Collected data entries:
•••
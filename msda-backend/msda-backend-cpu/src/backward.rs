//! Backward differentiator.
//!
//! Runs in two phases. The zero-fill phase clears all three gradient buffers
//! and is joined before the accumulate phase launches any worker, so no late
//! zero-write can race an early accumulation. In the accumulate phase the
//! location and attention-weight gradients are query-indexed and owned by one
//! worker each; the feature-store gradient is addressed by spatial cell and
//! shared, so it goes through a [`GradSink`].

use std::ops::Range;

use msda_core::validate::expect_len;
use msda_core::{
    Bilinear, FeatureView, GradAccumulation, LevelDescriptor, MsdaDims, Result, WorkPartition,
};
use rayon::prelude::*;
use tracing::{debug, trace};

use crate::accum::{AtomicGrad, GradSink};
use crate::views::split_by_worker;

const FILL_CHUNK: usize = 1 << 14;

struct BackwardInputs<'a> {
    dims: MsdaDims,
    levels: &'a LevelDescriptor,
    features: FeatureView<'a>,
    sampling_loc: &'a [f32],
    attn_weight: &'a [f32],
    grad_output: &'a [f32],
}

/// Multi-scale deformable attention backward over raw row-major buffers.
///
/// `grad_output` is `[batch, queries, heads, embed_dims]`. The three gradient
/// buffers are zeroed here before accumulation starts; their previous
/// contents are ignored. Runs on the current rayon pool.
#[allow(clippy::too_many_arguments)]
pub fn msda_backward(
    dims: &MsdaDims,
    levels: &LevelDescriptor,
    value: &[f32],
    sampling_loc: &[f32],
    attn_weight: &[f32],
    grad_output: &[f32],
    grad_value: &mut [f32],
    grad_sampling_loc: &mut [f32],
    grad_attn_weight: &mut [f32],
    partition: &WorkPartition,
    accumulation: GradAccumulation,
) -> Result<()> {
    dims.check_levels(levels)?;
    expect_len("value", value.len(), dims.value_len())?;
    expect_len("sampling_loc", sampling_loc.len(), dims.sampling_loc_len())?;
    expect_len("attn_weight", attn_weight.len(), dims.attn_weight_len())?;
    expect_len("grad_output", grad_output.len(), dims.output_len())?;
    expect_len("grad_value", grad_value.len(), dims.value_len())?;
    expect_len("grad_sampling_loc", grad_sampling_loc.len(), dims.sampling_loc_len())?;
    expect_len("grad_attn_weight", grad_attn_weight.len(), dims.attn_weight_len())?;
    expect_len("partition", partition.total(), dims.queries)?;

    debug!(
        ?dims,
        workers = partition.workers(),
        chunk = partition.chunk_len(),
        ?accumulation,
        "msda backward"
    );

    // Phase 1: zero-fill. `join` returns only once every chunk is cleared.
    rayon::join(
        || zero_fill(grad_value),
        || rayon::join(|| zero_fill(grad_sampling_loc), || zero_fill(grad_attn_weight)),
    );

    // Phase 2: accumulate.
    let inputs = BackwardInputs {
        dims: *dims,
        levels,
        features: FeatureView::new(value, *dims),
        sampling_loc,
        attn_weight,
        grad_output,
    };
    let spq = dims.samples_per_query();
    let loc_views = split_by_worker(grad_sampling_loc, dims.batch, dims.queries, 2 * spq, partition);
    let attn_views = split_by_worker(grad_attn_weight, dims.batch, dims.queries, spq, partition);
    let work = loc_views.into_par_iter().zip(attn_views).enumerate();

    match accumulation {
        GradAccumulation::Atomic => {
            let shared = AtomicGrad::new(grad_value);
            work.for_each(|(worker, (loc, attn))| {
                let queries = partition.range(worker);
                trace!(worker, ?queries, "backward worker");
                let mut sink = shared;
                backward_worker(&inputs, queries, loc, attn, &mut sink);
            });
        }
        GradAccumulation::PerWorker => {
            let privates: Vec<Vec<f32>> = work
                .map(|(worker, (loc, attn))| {
                    let queries = partition.range(worker);
                    if queries.is_empty() {
                        return Vec::new();
                    }
                    trace!(worker, ?queries, "backward worker");
                    let mut sink = vec![0.0f32; dims.value_len()];
                    backward_worker(&inputs, queries, loc, attn, &mut sink);
                    sink
                })
                .collect();
            reduce_in_worker_order(grad_value, &privates);
        }
    }
    Ok(())
}

fn zero_fill(buf: &mut [f32]) {
    buf.par_chunks_mut(FILL_CHUNK).for_each(|chunk| chunk.fill(0.0));
}

/// `dst += privates[0] + privates[1] + ...`, summed in worker order for every
/// element so the result does not depend on scheduling.
fn reduce_in_worker_order(dst: &mut [f32], privates: &[Vec<f32>]) {
    dst.par_chunks_mut(FILL_CHUNK)
        .enumerate()
        .for_each(|(chunk_index, out)| {
            let base = chunk_index * FILL_CHUNK;
            let n = out.len();
            for private in privates.iter().filter(|p| !p.is_empty()) {
                for (o, &g) in out.iter_mut().zip(&private[base..base + n]) {
                    *o += g;
                }
            }
        });
}

#[inline]
fn dot(a: &[f32], b: &[f32]) -> f32 {
    a.iter().zip(b).map(|(x, y)| x * y).sum()
}

fn backward_worker<S: GradSink>(
    inputs: &BackwardInputs<'_>,
    queries: Range<usize>,
    loc_pieces: Vec<&mut [f32]>,
    attn_pieces: Vec<&mut [f32]>,
    sink: &mut S,
) {
    let dims = &inputs.dims;
    let embed = dims.embed_dims;
    let spq = dims.samples_per_query();

    for (batch, (loc_piece, attn_piece)) in loc_pieces.into_iter().zip(attn_pieces).enumerate() {
        let per_query = loc_piece
            .chunks_exact_mut(2 * spq)
            .zip(attn_piece.chunks_exact_mut(spq));
        for (local, (grad_loc, grad_attn)) in per_query.enumerate() {
            let query = queries.start + local;
            for head in 0..dims.heads {
                let top = ((batch * dims.queries + query) * dims.heads + head) * embed;
                let top_grad = &inputs.grad_output[top..top + embed];

                for level_index in 0..dims.levels {
                    let level = inputs.levels.level(level_index);
                    for point in 0..dims.points {
                        let sample = dims.sample_index(batch, query, head, level_index, point);
                        let slot = (head * dims.levels + level_index) * dims.points + point;
                        let attn = inputs.attn_weight[sample];
                        let geometry = Bilinear::locate(
                            inputs.sampling_loc[2 * sample],
                            inputs.sampling_loc[2 * sample + 1],
                            level.height,
                            level.width,
                        );
                        if geometry.is_outside(level.height, level.width) {
                            continue;
                        }

                        let mut grad_weight = 0.0f32;
                        let mut grad_x = 0.0f32;
                        let mut grad_y = 0.0f32;
                        for corner in geometry.corners() {
                            let Some(offset) = inputs.features.cell_offset(
                                batch, head, level, corner.row, corner.col,
                            ) else {
                                continue;
                            };
                            let projected = dot(top_grad, inputs.features.vector_at(offset));
                            grad_weight += corner.weight * projected;
                            grad_x += corner.dweight_dx * projected;
                            grad_y += corner.dweight_dy * projected;
                            sink.accumulate(offset, attn * corner.weight, top_grad);
                        }

                        grad_attn[slot] += grad_weight;
                        grad_loc[2 * slot] += grad_x * attn * level.width as f32;
                        grad_loc[2 * slot + 1] += grad_y * attn * level.height as f32;
                    }
                }
            }
        }
    }
}
use serde::{Deserialize, Serialize};

#[derive(Debug, Clone, Copy, PartialEq, Eq, Hash, Serialize, Deserialize)]
pub enum DType {
    F32,
    F16,
    BF16,
}

impl DType {
    pub fn size_in_bytes(&self) -> usize {
        match self {
            DType::F32 => 4,
            DType::F16 | DType::BF16 => 2,
        }
    }
}

/// Problem dimensions of one forward/backward call.
///
/// Produced by [`MsdaDims::infer`] from the input shapes; the
/// kernels trust every field and never re-check buffer lengths.
#[derive(Debug, Clone, Copy, PartialEq, Eq, Hash, Serialize, Deserialize)]
pub struct MsdaDims {
    pub batch: usize,
    pub heads: usize,
    pub keys: usize,
    pub embed_dims: usize,
    pub queries: usize,
    pub levels: usize,
    pub points: usize,
}

impl MsdaDims {
    /// `[batch, heads, keys, embed_dims]`
    pub fn value_shape(&self) -> Vec<usize> {
        vec![self.batch, self.heads, self.keys, self.embed_dims]
    }

    /// `[batch, queries, heads, levels, points, 2]`
    pub fn sampling_loc_shape(&self) -> Vec<usize> {
        vec![
            self.batch,
            self.queries,
            self.heads,
            self.levels,
            self.points,
            2,
        ]
    }

    /// `[batch, queries, heads, levels, points]`
    pub fn attn_weight_shape(&self) -> Vec<usize> {
        vec![self.batch, self.queries, self.heads, self.levels, self.points]
    }

    /// `[batch, queries, heads * embed_dims]`
    pub fn output_shape(&self) -> Vec<usize> {
        vec![self.batch, self.queries, self.heads * self.embed_dims]
    }

    /// `[batch, queries, heads, embed_dims]`, the same memory as [`Self::output_shape`].
    pub fn grad_output_shape(&self) -> Vec<usize> {
        vec![self.batch, self.queries, self.heads, self.embed_dims]
    }

    pub fn value_len(&self) -> usize {
        self.batch * self.heads * self.keys * self.embed_dims
    }

    pub fn attn_weight_len(&self) -> usize {
        self.batch * self.queries * self.samples_per_query()
    }

    pub fn sampling_loc_len(&self) -> usize {
        2 * self.attn_weight_len()
    }

    pub fn output_len(&self) -> usize {
        self.batch * self.queries * self.output_per_query()
    }

    /// Number of (head, level, point) samples owned by one query.
    pub fn samples_per_query(&self) -> usize {
        self.heads * self.levels * self.points
    }

    /// Output floats owned by one query.
    pub fn output_per_query(&self) -> usize {
        self.heads * self.embed_dims
    }

    /// Offset of the `embed_dims` vector for `key` in the `[batch, head]` plane of the feature store.
    #[inline]
    pub fn value_offset(&self, batch: usize, head: usize, key: usize) -> usize {
        ((batch * self.heads + head) * self.keys + key) * self.embed_dims
    }

    /// Flat index of one sample in the attention-weight layout. The sampling
    /// location pair for the same sample starts at twice this index.
    #[inline]
    pub fn sample_index(
        &self,
        batch: usize,
        query: usize,
        head: usize,
        level: usize,
        point: usize,
    ) -> usize {
        (((batch * self.queries + query) * self.heads + head) * self.levels + level) * self.points
            + point
    }
}

/// The three gradients produced by a backward call.
#[derive(Debug, Clone)]
pub struct MsdaGrads<T> {
    /// `[batch, heads, keys, embed_dims]`
    pub grad_value: T,
    /// `[batch, queries, heads, levels, points, 2]`
    pub grad_sampling_loc: T,
    /// `[batch, queries, heads, levels, points]`
    pub grad_attn_weight: T,
}
use crate::DType;

/// A dense, row-major tensor owned by a [`Backend`](crate::Backend).
pub trait Tensor: Clone + Send + Sync + std::fmt::Debug {
    fn shape(&self) -> &[usize];
    fn dtype(&self) -> DType;

    fn rank(&self) -> usize {
        self.shape().len()
    }

    fn numel(&self) -> usize {
        self.shape().iter().product()
    }

    fn size_bytes(&self) -> usize {
        self.numel() * self.dtype().size_in_bytes()
    }
}
use std::path::Path;

use msda_core::{KernelConfig, LevelDescriptor, MsdaError, Result};
use serde::{Deserialize, Serialize};

/// Problem size and training schedule of the simulation. Every field is
/// optional in JSON; missing ones take the [`Default`] values.
#[derive(Debug, Clone, PartialEq, Serialize, Deserialize)]
#[serde(default)]
pub struct SimConfig {
    pub batch: usize,
    pub heads: usize,
    /// Height of the finest level.
    pub height: usize,
    /// Width of the finest level.
    pub width: usize,
    pub embed_dims: usize,
    pub queries: usize,
    /// Each level after the first halves both sides of the previous one.
    pub levels: usize,
    pub points: usize,
    pub epochs: usize,
    pub lr: f32,
    pub seed: u64,
    pub kernel: KernelConfig,
}

impl Default for SimConfig {
    fn default() -> Self {
        Self {
            batch: 1,
            heads: 1,
            height: 8,
            width: 8,
            embed_dims: 8,
            queries: 32,
            levels: 1,
            points: 4,
            epochs: 5,
            lr: 0.01,
            seed: 102,
            kernel: KernelConfig::default(),
        }
    }
}

impl SimConfig {
    pub fn from_json_file(path: impl AsRef<Path>) -> Result<Self> {
        let text = std::fs::read_to_string(path)?;
        Ok(serde_json::from_str(&text)?)
    }

    /// The level pyramid, packed back to back on the key axis.
    pub fn level_descriptor(&self) -> Result<LevelDescriptor> {
        if self.height == 0 || self.width == 0 {
            return Err(MsdaError::InvalidArgument(format!(
                "feature map must be non-empty, got {}x{}",
                self.height, self.width
            )));
        }
        let shapes: Vec<(usize, usize)> = (0..self.levels)
            .map(|level| {
                (
                    (self.height >> level).max(1),
                    (self.width >> level).max(1),
                )
            })
            .collect();
        Ok(LevelDescriptor::contiguous(&shapes))
    }
}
•••
→ Instructions for the task:
Starting with the first line above and ending with the line that holds "use std::ops::Range;", restate each line word for word and add nothing else.

→ Answer to this exercise:
filename msda-backend/msda-backend-cpu/src/backward.rs
//! Backward differentiator.
//!
//! Runs in two phases. The zero-fill phase clears all three gradient buffers
//! and is joined before the accumulate phase launches any worker, so no late
//! zero-write can race an early accumulation. In the accumulate phase the
//! location and attention-weight gradients are query-indexed and owned by one
//! worker each; the feature-store gradient is addressed by spatial cell and
//! shared, so it goes through a [`GradSink`].

use std::ops::Range;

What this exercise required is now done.